Without omitting anything, retype the data that follows.

Start of SUPPLIED DATA

#[cfg(test)]
mod tests;

use serde::Deserialize;
use std::time::Duration;
use tracing::{debug, info, warn};
use url::Url;

use super::{SourceLoader, provenance_header};
use crate::config::{DomainConfig, GitSourceConfig};
use crate::{KbError, Result};

const GITHUB_API_BASE: &str = "https://api.github.com";
const REQUEST_TIMEOUT_SECONDS: u64 = 30;
const USER_AGENT: &str = concat!("kb-search/", env!("CARGO_PKG_VERSION"));

/// Loads markdown documentation from a version-controlled repository via
/// the GitHub contents API, walking the configured directory paths
/// recursively.
pub struct GitMarkdownLoader {
    config: GitSourceConfig,
    api_base: Url,
    agent: ureq::Agent,
}

#[derive(Debug, Deserialize)]
struct ContentsEntry {
    path: String,
    #[serde(rename = "type")]
    kind: String,
    download_url: Option<String>,
}

impl GitMarkdownLoader {
    #[inline]
    pub fn new(config: GitSourceConfig) -> Result<Self> {
        let api_base = Url::parse(GITHUB_API_BASE)
            .map_err(|e| KbError::Config(format!("Invalid git API base URL: {e}")))?;
        Ok(Self::with_api_base(config, api_base))
    }

    /// Point the loader at a different API host (used by tests and
    /// GitHub Enterprise deployments).
    #[inline]
    pub fn with_api_base(config: GitSourceConfig, api_base: Url) -> Self {
        let agent = ureq::Agent::config_builder()
            .timeout_global(Some(Duration::from_secs(REQUEST_TIMEOUT_SECONDS)))
            .build()
            .into();

        Self {
            config,
            api_base,
            agent,
        }
    }

    fn contents_url(&self, path: &str) -> Result<Url> {
        let mut url = self
            .api_base
            .join(&format!(
                "/repos/{}/{}/contents/{}",
                self.config.owner, self.config.repo, path
            ))
            .map_err(|e| KbError::Loader(format!("Failed to build contents URL: {e}")))?;
        url.query_pairs_mut().append_pair("ref", &self.config.branch);
        Ok(url)
    }

    fn get(&self, url: &str) -> Result<String> {
        let mut request = self
            .agent
            .get(url)
            .header("User-Agent", USER_AGENT)
            .header("Accept", "application/vnd.github+json");

        if let Some(token) = &self.config.token {
            request = request.header("Authorization", &format!("Bearer {token}"));
        }

        request
            .call()
            .and_then(|mut resp| resp.body_mut().read_to_string())
            .map_err(|e| KbError::Loader(format!("Git API request to {url} failed: {e}")))
    }

    /// Recursively collect markdown file contents under `path`.
    fn walk_directory(&self, path: &str, output: &mut String) -> Result<()> {
        let url = self.contents_url(path)?;
        debug!("Listing repository directory: {}", path);

        let body = self.get(url.as_str())?;
        let entries: Vec<ContentsEntry> = serde_json::from_str(&body)
            .map_err(|e| KbError::Loader(format!("Failed to parse contents listing: {e}")))?;

        for entry in entries {
            match entry.kind.as_str() {
                "dir" => self.walk_directory(&entry.path, output)?,
                "file" if is_markdown(&entry.path) => {
                    let Some(download_url) = entry.download_url else {
                        warn!("Markdown file {} has no download URL, skipping", entry.path);
                        continue;
                    };
                    let content = self.get(&download_url)?;
                    output.push_str(&provenance_header(&entry.path));
                    output.push_str(&content);
                    output.push_str("\n\n");
                }
                _ => {}
            }
        }

        Ok(())
    }
}

fn is_markdown(path: &str) -> bool {
    let lower = path.to_lowercase();
    lower.ends_with(".md") || lower.ends_with(".markdown")
}

impl SourceLoader for GitMarkdownLoader {
    #[inline]
    fn name(&self) -> &str {
        "git"
    }

    #[inline]
    fn load(&self, domain: &DomainConfig) -> Result<String> {
        if domain.git_paths.is_empty() {
            debug!("Domain '{}' has no git paths configured", domain.name);
            return Ok(String::new());
        }

        let mut output = String::new();
        for path in &domain.git_paths {
            self.walk_directory(path, &mut output)?;
        }

        info!(
            "Loaded {} characters from git for domain '{}'",
            output.len(),
            domain.name
        );
        Ok(output)
    }
}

End of SUPPLIED DATA

TASK RESULT:
#[cfg(test)]
mod tests;

use serde::Deserialize;
use std::time::Duration;
use tracing::{debug, info, warn};
use url::Url;

use super::{SourceLoader, provenance_header};
use crate::config::{DomainConfig, GitSourceConfig};
use crate::{KbError, Result};

const GITHUB_API_BASE: &str = "https://api.github.com";
const REQUEST_TIMEOUT_SECONDS: u64 = 30;
const USER_AGENT: &str = concat!("kb-search/", env!("CARGO_PKG_VERSION"));

/// Loads markdown documentation from a version-controlled repository via
/// the GitHub contents API, walking the configured directory paths
/// recursively.
pub struct GitMarkdownLoader {
    config: GitSourceConfig,
    api_base: Url,
    agent: ureq::Agent,
}

#[derive(Debug, Deserialize)]
struct ContentsEntry {
    path: String,
    #[serde(rename = "type")]
    kind: String,
    download_url: Option<String>,
}

impl GitMarkdownLoader {
    #[inline]
    pub fn new(config: GitSourceConfig) -> Result<Self> {
        let api_base = Url::parse(GITHUB_API_BASE)
            .map_err(|e| KbError::Config(format!("Invalid git API base URL: {e}")))?;
        Ok(Self::with_api_base(config, api_base))
    }

    /// Point the loader at a different API host (used by tests and
    /// GitHub Enterprise deployments).
    #[inline]
    pub fn with_api_base(config: GitSourceConfig, api_base: Url) -> Self {
        let agent = ureq::Agent::config_builder()
            .timeout_global(Some(Duration::from_secs(REQUEST_TIMEOUT_SECONDS)))
            .build()
            .into();

        Self {
            config,
            api_base,
            agent,
        }
    }

    fn contents_url(&self, path: &str) -> Result<Url> {
        let mut url = self
            .api_base
            .join(&format!(
                "/repos/{}/{}/contents/{}",
                self.config.owner, self.config.repo, path
            ))
            .map_err(|e| KbError::Loader(format!("Failed to build contents URL: {e}")))?;
        url.query_pairs_mut().append_pair("ref", &self.config.branch);
        Ok(url)
    }

    fn get(&self, url: &str) -> Result<String> {
        let mut request = self
            .agent
            .get(url)
            .header("User-Agent", USER_AGENT)
            .header("Accept", "application/vnd.github+json");

        if let Some(token) = &self.config.token {
            request = request.header("Authorization", &format!("Bearer {token}"));
        }

        request
            .call()
            .and_then(|mut resp| resp.body_mut().read_to_string())
            .map_err(|e| KbError::Loader(format!("Git API request to {url} failed: {e}")))
    }

    /// Recursively collect markdown file contents under `path`.
    fn walk_directory(&self, path: &str, output: &mut String) -> Result<()> {
        let url = self.contents_url(path)?;
        debug!("Listing repository directory: {}", path);

        let body = self.get(url.as_str())?;
        let entries: Vec<ContentsEntry> = serde_json::from_str(&body)
            .map_err(|e| KbError::Loader(format!("Failed to parse contents listing: {e}")))?;

        for entry in entries {
            match entry.kind.as_str() {
                "dir" => self.walk_directory(&entry.path, output)?,
                "file" if is_markdown(&entry.path) => {
                    let Some(download_url) = entry.download_url else {
                        warn!("Markdown file {} has no download URL, skipping", entry.path);
                        continue;
                    };
                    let content = self.get(&download_url)?;
                    output.push_str(&provenance_header(&entry.path));
                    output.push_str(&content);
                    output.push_str("\n\n");
                }
                _ => {}
            }
        }

        Ok(())
    }
}

fn is_markdown(path: &str) -> bool {
    let lower = path.to_lowercase();
    lower.ends_with(".md") || lower.ends_with(".markdown")
}

impl SourceLoader for GitMarkdownLoader {
    #[inline]
    fn name(&self) -> &str {
        "git"
    }

    #[inline]
    fn load(&self, domain: &DomainConfig) -> Result<String> {
        if domain.git_paths.is_empty() {
            debug!("Domain '{}' has no git paths configured", domain.name);
            return Ok(String::new());
        }

        let mut output = String::new();
        for path in &domain.git_paths {
            self.walk_directory(path, &mut output)?;
        }

        info!(
            "Loaded {} characters from git for domain '{}'",
            output.len(),
            domain.name
        );
        Ok(output)
    }
}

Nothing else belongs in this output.